Open troyas opened 3 years ago

troyas commented 3 years ago

🐛 Bug

Hello,

I have read MMA paper recently and I was hoping to play with the official code a little bit to replicate the results and also see how it performs. Unfortunately, that doesn't seem very possible. As it has already been stated by several issues such as #2122 (where multiple issues are pointed out by ppl), #3414, #3472 #3876, (one of them is even from May 2020), this code was broken for a very long time. I see that there is one recent commit that addresses some of the issues related to this model. Nevertheless, the code is still not functional because of the other errors. Besides all the reported issues above, below I share yet another unrecognized argument error I get when I run the code shared by the authors in the readme. I got this error on the latest fairseq version which includes MMA refactor commit.

To Reproduce

git clone https://github.com/pytorch/fairseq
cd fairseq
pip install --editable ./

fairseq-train data-bin/wmt15_en_de_32k --simul-type hard_aligned --user-dir ~/fairseq/examples/simultaneous_translation --mass-preservation --criterion latency_augmented_label_smoothed_cross_entropy --latency-weight-var 0.1 --max-update 50000 --arch transformer_monotonic_iwslt_de_en save_dir_key=lambda --optimizer adam --adam-betas '(0.9, 0.98)' --lr-scheduler 'inverse_sqrt' --warmup-init-lr 1e-7 --warmup-updates 4000 --lr 5e-4 --stop-min-lr 1e-9 --clip-norm 0.0 --weight-decay 0.0001 --dropout 0.3 --label-smoothing 0.1 --max-tokens 3584

The above command generates following error message

  File "./bin/fairseq-train", line 33, in <module>
    sys.exit(load_entry_point('fairseq', 'console_scripts', 'fairseq-train')())
  File "fairseq/fairseq_cli/train.py", line 493, in cli_main
    parser = options.get_training_parser()
  File "/fairseq/fairseq/options.py", line 38, in get_training_parser
    parser = get_parser("Trainer", default_task)
  File "fairseq/fairseq/options.py", line 227, in get_parser
    utils.import_user_module(usr_args)
  File "fairseq/fairseq/utils.py", line 501, in import_user_module
    import_models(models_path, f"{module_name}.models")
  File "fairseq/fairseq/models/__init__.py", line 218, in import_models
    importlib.import_module(namespace + "." + model_name)
  File "./lib/python3.6/importlib/__init__.py", line 126, in import_module
    return _bootstrap._gcd_import(name[level:], package, level)
  File "<frozen importlib._bootstrap>", line 994, in _gcd_import
  File "<frozen importlib._bootstrap>", line 971, in _find_and_load
  File "<frozen importlib._bootstrap>", line 955, in _find_and_load_unlocked
  File "<frozen importlib._bootstrap>", line 665, in _load_unlocked
  File "<frozen importlib._bootstrap_external>", line 678, in exec_module
  File "<frozen importlib._bootstrap>", line 219, in _call_with_frames_removed
  File "fairseq/examples/simultaneous_translation/models/convtransformer_simul_trans.py", line 29, in <module>
    class SimulConvTransformerModel(ConvTransformerModel):
  File "./fairseq/fairseq/models/__init__.py", line 132, in register_model_cls
    raise ValueError("Cannot register duplicate model ({})".format(name))
ValueError: Cannot register duplicate model (convtransformer_simul_trans)

As there is no information provided in the repository about what the --user-dir and save_dir_key parameters are used for , I decided to not to use them.
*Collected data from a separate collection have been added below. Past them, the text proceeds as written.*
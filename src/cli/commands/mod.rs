pub(crate) mod catalog;
pub(crate) mod config;
pub(crate) mod simulate;
//! Showreel command-line entry point.
//!
//! `simulate` logs to the console and to a rotated file under the XDG state
//! directory; the other commands only log to the console.

use std::{error::Error, process};

use clap::Parser;
use showreel::{
    cli::{self, Cli, formatting::format_error},
    config::ConfigPaths,
    tracing_config,
};
use tracing::{Level, span};

#[tokio::main]
async fn main() -> Result<(), Box<dyn Error>> {
    let cli = Cli::parse();

    let config = match cli::load_config(cli.config.as_deref()) {
        Ok(config) => config,
        Err(e) => {
            eprintln!("{}", format_error(&e.to_string()));
            process::exit(1);
        }
    };

    if cli.is_runtime() {
        tracing_config::init_with_file(&config.general.log_level, &ConfigPaths::log_dir()?)?;
    } else {
        tracing_config::init(&config.general.log_level)?;
    }
    let _span = span!(Level::INFO, "showreel_main").entered();

    match cli::run(cli, config).await {
        Ok(output) => {
            if !output.trim().is_empty() {
                println!("{output}");
            }
            Ok(())
        }
        Err(e) => {
            eprintln!("{}", format_error(&e.to_string()));
            process::exit(1);
        }
    }
}
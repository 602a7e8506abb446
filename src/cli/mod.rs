//! Command-line interface.
//!
//! `simulate` runs the page runtime against the simulated embed and reports
//! what the page ends up showing, `catalog` lists the playback parameters of
//! every work and `config` prints the effective configuration.

mod commands;
pub mod formatting;
#[cfg(test)]
mod tests;
mod types;

use std::path::{Path, PathBuf};

use clap::{Args, Parser, Subcommand};
pub use types::{CliError, CommandResult};

use crate::config::{Config, ConfigPaths};

/// Top-level arguments.
#[derive(Debug, Parser)]
#[command(name = "showreel")]
#[command(about = "Embedded video runtime for a portfolio page")]
pub struct Cli {
    /// Configuration file (defaults to the XDG config location)
    #[arg(short, long, global = true)]
    pub config: Option<PathBuf>,

    /// Command to run
    #[command(subcommand)]
    pub command: Commands,
}

/// Available commands.
#[derive(Debug, Subcommand)]
pub enum Commands {
    /// Run the page against a simulated embed and print the resulting state
    Simulate(SimulateArgs),

    /// List the works in a catalog with their playback parameters
    Catalog {
        /// Catalog file (JSON array of work records)
        #[arg(long)]
        catalog: PathBuf,
    },

    /// Print the effective configuration
    Config {
        /// Print the JSON schema instead of the values
        #[arg(long)]
        schema: bool,
    },
}

/// Arguments of `simulate`.
#[derive(Debug, Clone, Args)]
pub struct SimulateArgs {
    /// Catalog file (JSON array of work records)
    #[arg(long)]
    pub catalog: Option<PathBuf>,

    /// Slug of the work whose modal is opened after start
    #[arg(long)]
    pub work: Option<String>,

    /// Seconds of simulated page time to run
    #[arg(long, default_value_t = 5.0)]
    pub seconds: f64,

    /// Number of capability loads that fail
    #[arg(long, default_value_t = 0)]
    pub fail_loads: u32,

    /// The capability never finishes loading
    #[arg(long)]
    pub never_ready: bool,

    /// Players stay paused as if the browser blocked autoplay
    #[arg(long)]
    pub block_autoplay: bool,

    /// Close the modal again before reporting
    #[arg(long)]
    pub close: bool,
}

impl Cli {
    /// Whether the command drives players and should log to a file as well.
    pub fn is_runtime(&self) -> bool {
        matches!(self.command, Commands::Simulate(_))
    }
}

/// Load the configuration named on the command line, or the default location.
///
/// A missing default file yields the default configuration; a missing
/// explicit file is an error.
///
/// # Errors
/// Returns error if the file cannot be read, parsed or validated.
pub fn load_config(path: Option<&Path>) -> Result<Config, CliError> {
    match path {
        Some(path) => Ok(Config::load(path)?),
        None => Ok(Config::load_or_default(&ConfigPaths::main_config()?)?),
    }
}

/// Execute a parsed command.
///
/// # Errors
/// Returns `CliError` if the command fails.
pub async fn run(cli: Cli, config: Config) -> CommandResult {
    match cli.command {
        Commands::Simulate(args) => commands::simulate::execute(config, args).await,
        Commands::Catalog { catalog } => commands::catalog::execute(&catalog),
        Commands::Config { schema } => commands::config::execute(&config, schema),
    }
}
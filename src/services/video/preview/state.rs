use crate::services::video::PreviewSegment;

/// Observable state of the preview slot.
#[derive(Debug, Clone, PartialEq)]
pub struct PreviewState {
    /// Segment of the current or last requested preview
    pub segment: Option<PreviewSegment>,

    /// Audio is muted
    pub is_muted: bool,

    /// Playback has been confirmed by a playing notification
    pub is_playing: bool,

    /// A player was constructed for the current segment
    pub is_initialized: bool,
}

impl PreviewState {
    /// Source id of the current preview.
    pub fn source_id(&self) -> Option<&str> {
        self.segment
            .as_ref()
            .map(|segment| segment.source_id.as_str())
    }
}

impl Default for PreviewState {
    fn default() -> Self {
        Self {
            segment: None,
            is_muted: true,
            is_playing: false,
            is_initialized: false,
        }
    }
}
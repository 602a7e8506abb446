use std::{
    env,
    io::{Error, ErrorKind},
    path::PathBuf,
};

/// Locates the configuration and log directories.
///
/// Follows the XDG Base Directory specification.
pub struct ConfigPaths;

impl ConfigPaths {
    /// Returns the configuration directory path for the runtime
    ///
    /// - First checks `XDG_CONFIG_HOME`
    /// - Falls back to `$HOME/.config`
    /// - Appends "showreel" to the base config directory
    ///
    /// # Errors
    /// Returns an error if neither `XDG_CONFIG_HOME` nor `HOME` environment variables are set
    pub fn config_dir() -> Result<PathBuf, Error> {
        let config_home = env::var("XDG_CONFIG_HOME")
            .or_else(|_| env::var("HOME").map(|home| format!("{home}/.config")))
            .map_err(|_| {
                Error::new(
                    ErrorKind::NotFound,
                    "Neither XDG_CONFIG_HOME nor HOME environment variable found",
                )
            })?;

        Ok(PathBuf::from(config_home).join("showreel"))
    }

    /// Returns the path to the main configuration file
    ///
    /// # Errors
    /// Returns an error if the config directory cannot be determined
    pub fn main_config() -> Result<PathBuf, Error> {
        Ok(Self::config_dir()?.join("config.toml"))
    }

    /// Get the log directory, creating it if it doesn't exist.
    ///
    /// Uses `XDG_STATE_HOME` when set, otherwise `$HOME/.local/state`.
    ///
    /// # Errors
    /// Returns error if HOME is unset or the directory cannot be created
    pub fn log_dir() -> Result<PathBuf, Error> {
        let state_home = env::var("XDG_STATE_HOME")
            .or_else(|_| env::var("HOME").map(|home| format!("{home}/.local/state")))
            .map_err(|_| {
                Error::new(
                    ErrorKind::NotFound,
                    "Neither XDG_STATE_HOME nor HOME environment variable found",
                )
            })?;

        let log_dir = PathBuf::from(state_home).join("showreel").join("logs");
        if !log_dir.exists() {
            std::fs::create_dir_all(&log_dir)?;
        }

        Ok(log_dir)
    }
}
As a result, I run the following command:

fairseq-train ~/data-bin/wmt15_de_en --simul-type hard_aligned \ --mass-preservation \ --criterion latency_augmented_label_smoothed_cross_entropy \ --latency-weight-var 0.1 \ --max-update 50000 \ --arch transformer_monotonic_iwslt_de_en \ --optimizer adam \ --adam-betas '(0.9, 0.98)' \ --lr-scheduler 'inverse_sqrt’ \ --warmup-init-lr 1e-7 \ --warmup-updates 4000 \ --lr 5e-4 \ --stop-min-lr 1e-9 \ --clip-norm 0.0 \ --weight-decay 0.0001 \ --dropout 0.3 \ --label-smoothing 0.1 \ --max-tokens 3584

This command gives me the following error: fairseq-train: error: unrecognized arguments: --latency-weight-var 0.1

In short, what I'd like to say is that such non-working codes make everyone life much harder. I'd even prefer not to have access the code rather than having a not working code. I bet many people have spend a fair amount of time trying to make this MMA code run and failed. Don't you, as authors @xutaima , @kahne, @MultiPath, think that the repository whose url shared in the paper should have a working code?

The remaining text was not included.